Es ahí que debemos comenzar a investigar los pasos dados hasta el momento para encontrar que, durante la década del 80, en pleno reinicio de la democracia, se dio un proceso de restauración de la libertad en lo más amplio del concepto. Para la gran mayoría de la sociedad fue un respiro frente al pesado aire opresor, y si bien varias personas pertenecientes al colectivo LGBTIQ+ reconocen y recuerdan ese alivio y el sentimiento de libertad plena, hay diversos registros de cómo las personas que mostraban su existencia queer, que se plantaban con su identidad a pleno, eran violentadas. Lo mismo ocurre con los lugares de esparcimiento o fiestas under, en las que incluso hoy las disidencias nos remitimos para encontrar un lugar seguro donde simplemente existir entre pares y disfrutar.

Lo particular es que, a finales de los 80 y principios de los 90 aún se ponían en juego operativos y razias que apresaban a las personas tanto en los ámbitos públicos como en los privados. El rol de los bares y boliches, especialmente los recordados Arcoíris y Controversia, en el centro de Montevideo, explica, además, cómo la diversidad sexual también se enfoca de una manera cosmopolita y centralista. De todas maneras, este tipo de espacios no fueron completamente aceptados, dando lugar a la violencia y las razias: “El Estado reactivó este dispositivo de control social como una forma de regular los disidentes de la cultura de la restauración y como una forma de lidiar con la creciente heterogeneidad social a la que se quería disciplinar”, dice Diego Sempol en De los baños a la calle. Historia del movimiento lésbico, gay, trans uruguayo (Sudamericana, 2013).

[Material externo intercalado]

//! Relational codec: SQLite-backed storage.
//!
//! Four tables mirror the external record forms:
//!
//! ```sql
//! units(id, name, description, kind, parent_id NULLABLE)
//! roles(id, name, description, unit_id)
//! employees(id, name)
//! employee_roles(employee_id, role_id)   -- pure join table
//! ```
//!
//! Saving upserts every entity keyed by the Identity Model's numeric ids,
//! parents before children, inside one transaction; a failed save rolls
//! back and leaves the database untouched. Loading verifies the file is a
//! real SQLite database with the expected tables before touching it, and
//! falls back to a minimal default structure (with the reason logged)
//! instead of failing outright when it is not.

use super::reconstruct::{infer_root, link_parents};
use super::{LoadReport, LoadedGraph, StorageCodec, StorageFormat};
use crate::identity::{role_numeric_id, unit_numeric_id};
use crate::models::{EmployeeId, OrgGraph, RoleId, UnitId, UnitKind};
use crate::{Error, Result};
use rusqlite::{Connection, params};
use std::collections::HashMap;
use std::fs::File;
use std::io::Read;
use std::path::Path;
use tracing::{debug, instrument, warn};

/// First 16 bytes of every SQLite database file.
const SQLITE_MAGIC: &[u8; 16] = b"SQLite format 3\0";

/// A real database is never smaller than one page header.
const MIN_DB_LEN: u64 = 100;

const EXPECTED_TABLES: [&str; 4] = ["units", "roles", "employees", "employee_roles"];

const CREATE_TABLES: &str = "
CREATE TABLE IF NOT EXISTS units (
    id INTEGER PRIMARY KEY,
    name TEXT NOT NULL,
    description TEXT,
    kind TEXT NOT NULL,
    parent_id INTEGER,
    FOREIGN KEY (parent_id) REFERENCES units(id)
);
CREATE TABLE IF NOT EXISTS roles (
    id INTEGER PRIMARY KEY,
    name TEXT NOT NULL,
    description TEXT,
    unit_id INTEGER NOT NULL,
    FOREIGN KEY (unit_id) REFERENCES units(id)
);
CREATE TABLE IF NOT EXISTS employees (
    id TEXT PRIMARY KEY,
    name TEXT NOT NULL
);
CREATE TABLE IF NOT EXISTS employee_roles (
    employee_id TEXT NOT NULL,
    role_id INTEGER NOT NULL,
    PRIMARY KEY (employee_id, role_id),
    FOREIGN KEY (employee_id) REFERENCES employees(id),
    FOREIGN KEY (role_id) REFERENCES roles(id)
);
";

/// Codec for the relational format.
#[derive(Debug, Default, Clone, Copy)]
pub struct RelationalCodec;

impl RelationalCodec {
    /// Creates a new relational codec.
    #[must_use]
    pub const fn new() -> Self {
        Self
    }
}

impl StorageCodec for RelationalCodec {
    fn format(&self) -> StorageFormat {
        StorageFormat::Relational
    }

    #[instrument(skip(self, graph), fields(codec = "relational"))]
    fn save(&self, graph: &OrgGraph, destination: &Path) -> Result<()> {
        let root = graph
            .root()
            .ok_or_else(|| Error::Structure("cannot save a graph with no root unit".to_string()))?;

        let mut conn =
            Connection::open(destination).map_err(|e| Error::io("open_database", e))?;
        configure_connection(&conn)?;
        conn.execute_batch(CREATE_TABLES)
            .map_err(|e| Error::io("create_tables", e))?;

        let order = graph.preorder(root);
        let counts = write_all(&mut conn, graph, &order)?;
        verify_row_counts(&conn, &counts);
        run_integrity_check(&conn)?;
        debug!(
            units = counts.units,
            roles = counts.roles,
            employees = counts.employees,
            assignments = counts.assignments,
            "database saved"
        );
        Ok(())
    }

    #[instrument(skip(self), fields(codec = "relational"))]
    fn load(&self, source: &Path) -> Result<LoadedGraph> {
        let mut report = LoadReport::default();

        if let Err(reason) = verify_database_file(source) {
            return Ok(fallback_structure(&reason, report));
        }

        let conn = match Connection::open(source) {
            Ok(conn) => conn,
            Err(e) => return Ok(fallback_structure(&format!("cannot open database: {e}"), report)),
        };
        let _ = conn.pragma_update(None, "foreign_keys", "ON");

        match tables_present(&conn) {
            Ok(true) => {},
            Ok(false) => {
                return Ok(fallback_structure(
                    "expected tables (units, roles, employees, employee_roles) are missing",
                    report,
                ));
            },
            Err(e) => return Ok(fallback_structure(&format!("cannot inspect schema: {e}"), report)),
        }

        let mut graph = OrgGraph::new();
        let (units, parent_relations) = load_units(&conn, &mut graph)?;
        link_parents(&mut graph, &units, &parent_relations, &mut report);
        let roles = load_roles(&conn, &mut graph, &units, &mut report)?;
        let employees = load_employees(&conn, &mut graph)?;
        load_assignments(&conn, &mut graph, &roles, &employees, &mut report)?;

        if graph.unit_count() == 0 {
            return Ok(fallback_structure("database contains no units", report));
        }

        if let Some(root) = infer_root(&graph, &mut report) {
            graph.set_root(root);
        }
        debug!(
            units = graph.unit_count(),
            roles = graph.role_count(),
            employees = graph.employee_count(),
            "database loaded"
        );
        Ok(LoadedGraph { graph, report })
    }
}
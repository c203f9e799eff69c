//! Logging initialization.
//!
//! The library itself only emits through the `tracing` facade; binaries and
//! integration tests that want output on stderr call [`init_logging`] once.

use std::sync::OnceLock;
use tracing_subscriber::EnvFilter;

static LOGGING_INIT: OnceLock<()> = OnceLock::new();

/// Installs a formatted `tracing` subscriber honoring `RUST_LOG`.
///
/// Idempotent; later calls (and an already-installed global subscriber) are
/// silently ignored.
pub fn init_logging() {
    LOGGING_INIT.get_or_init(|| {
        let filter = EnvFilter::try_from_default_env()
            .unwrap_or_else(|_| EnvFilter::new("orgchart=info"));
        let _ = tracing_subscriber::fmt()
            .with_env_filter(filter)
            .with_writer(std::io::stderr)
            .try_init();
    });
}

#[cfg(test)]
mod tests {
    use super::*;

    #[test]
    fn test_init_is_idempotent() {
        init_logging();
        init_logging();
    }
}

Sin embargo, así como los eventos de Stonewall en 1969 en Estados Unidos dieron lugar a reivindicaciones de los integrantes del colectivo LGBTIQ+, en Uruguay los distintos ataques hacia el colectivo posibilitaron que, gracias a la reciente democracia, se pudieran crear distintas agrupaciones y fundaciones, como Homosexuales Unidos y Escorpio, entre otros espacios y grupos de acción y apoyo homosexual, que comenzaron a reunir y defender los derechos de las personas disidentes.

Además, se agregó un factor sanitario: la pandemia del VIH-sida. Nuestro país no quedó fuera del impacto de esta enfermedad. Lo que debemos recordar es cómo tanto el Estado como los medios de comunicación funcionaron una vez más como herramienta negativa y discriminatoria hacia el colectivo, que era caracterizado como “grupo de riesgo” mientras se señalaba que el VIH-sida era un desafío para todas las “opciones sexuales” y los mensajes institucionales contenían una homofobia implícita que hacía responsables a los disidentes sexuales.

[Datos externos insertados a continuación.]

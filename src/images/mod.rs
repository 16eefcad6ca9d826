//! Contains different types of images and views on parts of them.
use std::fmt::Debug;

pub use dynamic_image::*;
pub use region::*;
pub use typed_image::*;

mod dynamic_image;
mod region;
mod typed_image;

#[cfg(feature = "image")]
mod image_crate;

#[derive(Debug)]
enum BufferContainer<'a, T: Copy + Debug> {
    Borrowed(&'a mut [T]),
    Owned(Vec<T>),
}

impl<'a, T: Copy + Debug> BufferContainer<'a, T> {
    fn as_vec(&self) -> Vec<T> {
        match self {
            Self::Borrowed(slice) => slice.to_vec(),
            Self::Owned(vec) => vec.clone(),
        }
    }

    fn into_vec(self) -> Vec<T> {
        match self {
            Self::Borrowed(slice) => slice.to_vec(),
            Self::Owned(vec) => vec,
        }
    }

    pub fn borrow(&self) -> &[T] {
        match self {
            Self::Borrowed(p_ref) => p_ref,
            Self::Owned(vec) => vec,
        }
    }

    pub fn borrow_mut(&mut self) -> &mut [T] {
        match self {
            Self::Borrowed(p_ref) => p_ref,
            Self::Owned(vec) => vec,
        }
    }
}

Por otro lado, se redujo el ámbito artístico para las disidencias, ya que, así como plantea Mariana Percovich, “cuando pasamos a espacios vinculados a la academia como la Escuela de Bellas Artes, actual IENBA o a los espacios de arte contemporáneo validados [...] el panorama de las artes visuales vinculadas a lo queer o a lo disidente sigue siendo un espacio casi vacío en Uruguay” (en Arte trans. Diversidad de género, disidencia y derecho a la cultura, IM, 2018). Hay individualidades que se destacan, como Cristina Peri Rossi con su poemario Evohé (1971) y Omar Varela en el teatro con Quién le teme a Italia Fausta (1988). Es comprensible entonces que, dentro de las artes visuales, la falta de representación y visibilidad hizo que diversos artistas sólo fueran reconocidos recientemente.

Resta mencionar el rol de las mujeres dentro del propio colectivo y la marginalización de las mujeres lesbianas y trans, que se mantiene hasta nuestros días. El movimiento feminista tuvo gran incidencia e impacto en esto, aunque portaba un fuerte rechazo desde varios ámbitos sociales, especialmente desde el sector político. Por ello se debe destacar el rol de Homosexuales Unidos, grupo disuelto poco antes del cambio de siglo, pero que logró contener a gran parte del colectivo lésbico y trans. De todas maneras, la visibilidad lésbica y femenina dentro del colectivo todavía lucha para equilibrarse en relación a las masculinidades. De igual forma se observa con las disidencias que se ven marginalizadas por elementos como la raza o la clase social.

Por ello, debemos tomar ese espejo mentiroso y dejar de vernos como faro. Revisar las huellas para dejar atrás el rechazo y la discriminación, aunque solo se pueda hacer un día a la vez.